Sepp Hochreiter developed "Factor Analysis for Bicluster Acquisition" (FABIA)[6] for biclustering that is simultaneously clustering rows and columns of a matrix. A bicluster in transcriptomic data is a pair of a gene set and a sample set for which the genes are similar to each other on the samples and vice versa. In drug design, for example, the effects of compounds may be similar only on a subgroup of genes. FABIA is a multiplicative model that assumes realistic non-Gaussian signal distributions with heavy tails and utilizes well understood model selection techniques like a variational approach in the Bayesian framework. FABIA supplies the information content of each bicluster to separate spurious biclusters from true biclusters.
Support vector machines (SVMs) are supervised learning methods used for classification and regression analysis by recognizing patterns and regularities in the data. Standard SVMs require a positive definite kernel to generate a squared kernel matrix from the data. Sepp Hochreiter proposed the "Potential Support Vector Machine" (PSVM),[7] which can be applied to non-square kernel matrices and can be used with kernels that are not positive definite. For PSVM model selection he developed an efficient sequential minimal optimization algorithm.[8] The PSVM minimizes a new objective which ensures theoretical bounds on the generalization error and automatically selects features which are used for classification or regression.
Sepp Hochreiter applied the PSVM to feature selection, especially to gene selection for microarray data.[9][10][11] The PSVM and standard support vector machines were applied to extract features that are indicative coiled coil oligomerization.[12]

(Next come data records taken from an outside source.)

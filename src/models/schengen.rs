use crate::models::check_supported_dates;
use crate::schengen::{ComplianceLevel, MAX_STAY_DAYS, PlannedTrip, SafeTravelWindow, SchengenStatus};
use chrono::NaiveDate;
use rocket::serde::{Deserialize, Serialize};
use schemars::JsonSchema;
use validator::{Validate, ValidationError};

#[derive(Deserialize, Debug, Validate, JsonSchema)]
#[validate(schema(function = "validate_planned_dates"))]
pub struct FutureTripRequest {
    #[validate(length(min = 2, max = 100))]
    pub country: String,
    pub entry_date: NaiveDate,
    pub exit_date: NaiveDate,
}

fn validate_planned_dates(request: &FutureTripRequest) -> Result<(), ValidationError> {
    check_supported_dates([request.entry_date, request.exit_date])?;
    if request.exit_date < request.entry_date {
        return Err(ValidationError::new("exit_date_before_entry_date").with_message("Exit date must not be before the entry date".into()));
    }
    Ok(())
}

impl From<&FutureTripRequest> for PlannedTrip {
    fn from(request: &FutureTripRequest) -> Self {
        PlannedTrip {
            country: request.country.clone(),
            entry_date: request.entry_date,
            exit_date: request.exit_date,
        }
    }
}

#[derive(Deserialize, Debug, Validate, JsonSchema)]
#[validate(schema(function = "validate_search_start"))]
pub struct SafeDatesRequest {
    #[validate(range(min = 1, max = "MAX_STAY_DAYS"))]
    pub duration_days: i64,
    /// First day the trip may start; today when omitted.
    pub from_date: Option<NaiveDate>,
}

fn validate_search_start(request: &SafeDatesRequest) -> Result<(), ValidationError> {
    check_supported_dates(request.from_date)
}

#[derive(Serialize, Debug, JsonSchema)]
pub struct SafeDatesResponse {
    pub duration_days: i64,
    pub from_date: NaiveDate,
    /// `None` when no start date within a year keeps the trip compliant.
    pub window: Option<SafeTravelWindow>,
}

#[derive(Serialize, Debug, JsonSchema)]
pub struct SchengenStatusResponse {
    #[serde(flatten)]
    pub status: SchengenStatus,
    pub level: ComplianceLevel,
}

#[derive(Serialize, Debug, JsonSchema)]
pub struct SchengenCountriesResponse {
    pub countries: Vec<&'static str>,
}
//! Schengen 90/180-day rule: no more than 90 days of presence in the
//! Schengen area within any rolling 180-day window.
//!
//! Everything here is pure and synchronous; callers load visits from the
//! database and pass an explicit reference date.

mod calculator;
mod countries;
mod planner;
mod timeline;

pub use calculator::{ComplianceLevel, SchengenStatus, StayUsage, Violation, calculate_status, compliance_level, stay_usage};
pub use countries::{SCHENGEN_COUNTRIES, is_schengen_country};
pub use planner::{FutureTripValidation, PlannedTrip, SafeTravelWindow, get_safe_travel_dates, validate_future_trip};

use chrono::{Datelike, NaiveDate};
use std::ops::RangeInclusive;

/// Allowance of days inside the window.
pub const MAX_STAY_DAYS: i64 = 90;
/// Length of the rolling lookback window, reference day included.
pub const WINDOW_DAYS: i64 = 180;
/// How far ahead the safe-date search looks.
pub const SAFE_DATE_SEARCH_DAYS: i64 = 365;
/// Calendar years accepted from callers. Window arithmetic on anything
/// outside this range is never attempted.
pub const SUPPORTED_YEARS: RangeInclusive<i32> = 1900..=2199;

pub fn is_supported_date(date: NaiveDate) -> bool {
    SUPPORTED_YEARS.contains(&date.year())
}

/// The part of a country visit the calculator needs.
#[derive(Debug, Clone, PartialEq, Eq)]
pub struct Visit {
    pub country: String,
    pub entry_date: NaiveDate,
    /// `None` while the stay is ongoing.
    pub exit_date: Option<NaiveDate>,
}

impl Visit {
    pub fn new(country: impl Into<String>, entry_date: NaiveDate, exit_date: Option<NaiveDate>) -> Self {
        Self {
            country: country.into(),
            entry_date,
            exit_date,
        }
    }
}
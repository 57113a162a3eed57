//! Turning the viewer state into one presented frame.

use rgb::RGB8;

use crate::error::ViewError;
use crate::image::Image;
use crate::pixel::{BYTES_PER_PIXEL, pack_abgr};

/// Writable view of a locked surface. Dropping it unlocks the surface.
///
/// `bytes` holds `height` rows of `stride` bytes each, in `Abgr8` cells.
pub struct SurfaceLock<'a> {
    pub bytes: &'a mut [u8],
    pub stride: usize,
    pub width: u32,
    pub height: u32,
}

/// A presentable pixel surface.
pub trait Surface {
    /// Size of the visible drawing area in pixels.
    fn visible_size(&self) -> (u32, u32);

    /// Create or reuse a buffer of exactly `width` x `height` pixels.
    fn configure(&mut self, width: u32, height: u32) -> Result<(), ViewError>;

    /// Lock the configured buffer for direct writes.
    fn lock(&mut self) -> Result<SurfaceLock<'_>, ViewError>;

    /// Show the most recently written buffer.
    fn present(&mut self) -> Result<(), ViewError>;
}

/// Draws either the active image or the fallback fill, then presents once.
#[derive(Clone, Debug)]
pub struct Presenter {
    fallback: [u8; BYTES_PER_PIXEL],
}

impl Presenter {
    pub fn new(fallback: RGB8) -> Self {
        Self {
            fallback: pack_abgr(fallback),
        }
    }

    /// Render one frame. `image` is borrowed only for the duration of the call.
    pub fn draw<S: Surface + ?Sized>(
        &self,
        image: Option<&Image>,
        surface: &mut S,
    ) -> Result<(), ViewError> {
        match image {
            Some(image) => copy_image(image, surface)?,
            None => self.fill(surface)?,
        }
        surface.present()
    }

    fn fill<S: Surface + ?Sized>(&self, surface: &mut S) -> Result<(), ViewError> {
        let (width, height) = surface.visible_size();
        surface.configure(width.max(1), height.max(1))?;
        let lock = surface.lock()?;
        let row_bytes = lock.width as usize * BYTES_PER_PIXEL;
        if row_bytes == 0 || lock.stride < row_bytes {
            return Err(ViewError::Window(format!(
                "surface stride {} too small for width {}",
                lock.stride, lock.width
            )));
        }
        for row in lock.bytes.chunks_mut(lock.stride).take(lock.height as usize) {
            let Some(row) = row.get_mut(..row_bytes) else {
                break;
            };
            let (cells, _) = row.as_chunks_mut::<BYTES_PER_PIXEL>();
            cells.fill(self.fallback);
        }
        Ok(())
    }
}

fn copy_image<S: Surface + ?Sized>(image: &Image, surface: &mut S) -> Result<(), ViewError> {
    surface.configure(image.width(), image.height())?;
    let lock = surface.lock()?;
    let row_bytes = image.width() as usize * BYTES_PER_PIXEL;
    let needed = lock
        .stride
        .checked_mul(image.height() as usize)
        .unwrap_or(usize::MAX);
    if lock.width != image.width()
        || lock.height != image.height()
        || lock.stride < row_bytes
        || lock.bytes.len() < needed
    {
        return Err(ViewError::Window(format!(
            "surface {}x{} (stride {}) cannot hold a {}x{} image",
            lock.width,
            lock.height,
            lock.stride,
            image.width(),
            image.height()
        )));
    }

    if lock.stride == row_bytes {
        lock.bytes[..image.pixels().len()].copy_from_slice(image.pixels());
    } else {
        for (src, dst) in image
            .as_imgref()
            .rows()
            .zip(lock.bytes.chunks_mut(lock.stride))
        {
            dst[..row_bytes].copy_from_slice(src.as_flattened());
        }
    }
    Ok(())
}
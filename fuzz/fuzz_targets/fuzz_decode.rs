#![no_main]
use libfuzzer_sys::fuzz_target;
use zenview::{DecodeRequest, Limits};

fuzz_target!(|data: &[u8]| {
    // Must never panic; cap allocations so huge headers fail fast
    let limits = Limits {
        max_memory_bytes: Some(64 << 20),
        ..Default::default()
    };
    if let Ok(image) = DecodeRequest::new(data)
        .with_limits(&limits)
        .decode(enough::Unstoppable)
    {
        let expected = image.width() as usize * image.height() as usize * 4;
        assert_eq!(image.pixels().len(), expected);
        assert!(image.pixels().chunks_exact(4).all(|c| c[0] == 255));
    }
});
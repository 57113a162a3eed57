//! P3 decoder: single pass over the token stream, no backtracking.

use std::io::BufRead;

use enough::Stop;
use rgb::RGB8;

use super::tokens::{Scan, Tokens};
use super::{FORMAT_TAG, MAX_INTENSITY};
use crate::error::ViewError;
use crate::image::Image;
use crate::limits::Limits;
use crate::pixel::{BYTES_PER_PIXEL, pack_abgr};

/// Pixels decoded between cancellation checks.
const STOP_CHECK_INTERVAL: usize = 4096;

/// Decode a P3 stream into a fully populated [`Image`].
pub(crate) fn decode<R: BufRead>(
    reader: R,
    source: String,
    limits: Option<&Limits>,
    stop: &dyn Stop,
) -> Result<Image, ViewError> {
    let mut tokens = Tokens::new(reader);

    let format_tag = match tokens.next_tag()? {
        Scan::Value(tag) if tag == FORMAT_TAG => tag,
        Scan::Value(tag) => {
            return Err(ViewError::Format(format!(
                "unsupported tag {:?}",
                String::from_utf8_lossy(&tag)
            )));
        }
        Scan::Malformed => return Err(ViewError::Format("malformed tag".into())),
        Scan::Eof => return Err(ViewError::Format("missing tag".into())),
    };

    let width = dimension(&mut tokens, "width")?;
    let height = dimension(&mut tokens, "height")?;

    let max_intensity = match tokens.next_u32()? {
        Scan::Value(0) => return Err(ViewError::MaxColor("max color is zero".into())),
        Scan::Value(v) if v > MAX_INTENSITY => {
            return Err(ViewError::MaxColor(format!(
                "max color {v} needs more than 8 bits per channel"
            )));
        }
        Scan::Value(v) => v,
        Scan::Malformed => return Err(ViewError::MaxColor("not a number".into())),
        Scan::Eof => return Err(ViewError::MaxColor("missing".into())),
    };

    let too_large = || ViewError::Dimension(format!("{width}x{height} is too large"));
    let pixel_count = (width as usize)
        .checked_mul(height as usize)
        .ok_or_else(too_large)?;
    let bytes = pixel_count
        .checked_mul(BYTES_PER_PIXEL)
        .ok_or_else(too_large)?;

    if let Some(limits) = limits {
        limits.check(width, height, bytes)?;
    }

    stop.check()?;

    let mut pixels = Vec::new();
    pixels
        .try_reserve_exact(bytes)
        .map_err(|_| ViewError::Allocation { bytes })?;

    let mut stats = SampleStats::default();
    for index in 0..pixel_count {
        if index % STOP_CHECK_INTERVAL == 0 {
            stop.check()?;
        }
        let mut rgb = [0u8; 3];
        for sample in rgb.iter_mut() {
            match tokens.next_u32()? {
                Scan::Value(v) => *sample = stats.observe(v, max_intensity),
                Scan::Malformed | Scan::Eof => return Err(ViewError::PixelData { index }),
            }
        }
        pixels.extend_from_slice(&pack_abgr(RGB8::new(rgb[0], rgb[1], rgb[2])));
    }

    stats.report(&source, max_intensity);

    Ok(Image::new(
        source,
        format_tag,
        width,
        height,
        max_intensity,
        pixels,
    ))
}

fn dimension<R: BufRead>(tokens: &mut Tokens<R>, name: &str) -> Result<u32, ViewError> {
    match tokens.next_u32()? {
        Scan::Value(0) => Err(ViewError::Dimension(format!("{name} is zero"))),
        Scan::Value(v) => Ok(v),
        Scan::Malformed => Err(ViewError::Dimension(format!("{name} is not a number"))),
        Scan::Eof => Err(ViewError::Dimension(format!("missing {name}"))),
    }
}

/// Out-of-range samples seen while decoding.
///
/// Neither case fails the decode; both are reported once per image.
#[derive(Debug, Default, PartialEq, Eq)]
struct SampleStats {
    above_max: u64,
    truncated: u64,
}

impl SampleStats {
    /// Record a sample and return it truncated to one byte.
    fn observe(&mut self, value: u32, max_intensity: u32) -> u8 {
        if value > max_intensity {
            self.above_max += 1;
        }
        if value > u32::from(u8::MAX) {
            self.truncated += 1;
        }
        value as u8
    }

    fn report(&self, source: &str, max_intensity: u32) {
        if self.above_max > 0 {
            log::warn!(
                "{source}: {} samples exceed declared max color {max_intensity}",
                self.above_max
            );
        }
        if self.truncated > 0 {
            log::warn!(
                "{source}: {} samples above 255 were truncated to 8 bits",
                self.truncated
            );
        }
    }
}

#[cfg(test)]
mod tests {
    use super::*;

    #[test]
    fn stats_count_and_truncate() {
        let mut stats = SampleStats::default();
        assert_eq!(stats.observe(100, 100), 100);
        assert_eq!(stats.observe(101, 100), 101);
        assert_eq!(stats.observe(256, 255), 0);
        assert_eq!(stats.observe(300, 255), 44);
        assert_eq!(
            stats,
            SampleStats {
                above_max: 3,
                truncated: 2
            }
        );
    }
}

Neural networks are different types of simplified mathematical models of biological neural networks like those in human brains. If data mining is based on neural networks, overfitting reduces the network's capability to correctly process future data. To avoid overfitting, Sepp Hochreiter developed algorithms for finding low complexity neural networks like "Flat Minimum Search" (FMS),[13] which searches for a "flat" minimum — a large connected region in the parameter space where the network function is constant. Thus, the network parameters can be given with low precision which means a low complex network that avoids overfitting.
Recurrent neural networks scan and process sequences and supply their results to the environment. Sepp Hochreiter developed the long short term memory,[14] which overcomes the problem of previous recurrent networks to forget information about the sequence which was observed at the begin of the sequence. LSTM learns from training sequences to solve numerous tasks like automatic music composition, speech recognition, reinforcement learning, and robotics. LSTM was successfully applied to very fast protein homology detection without requiring a sequence alignment.[15]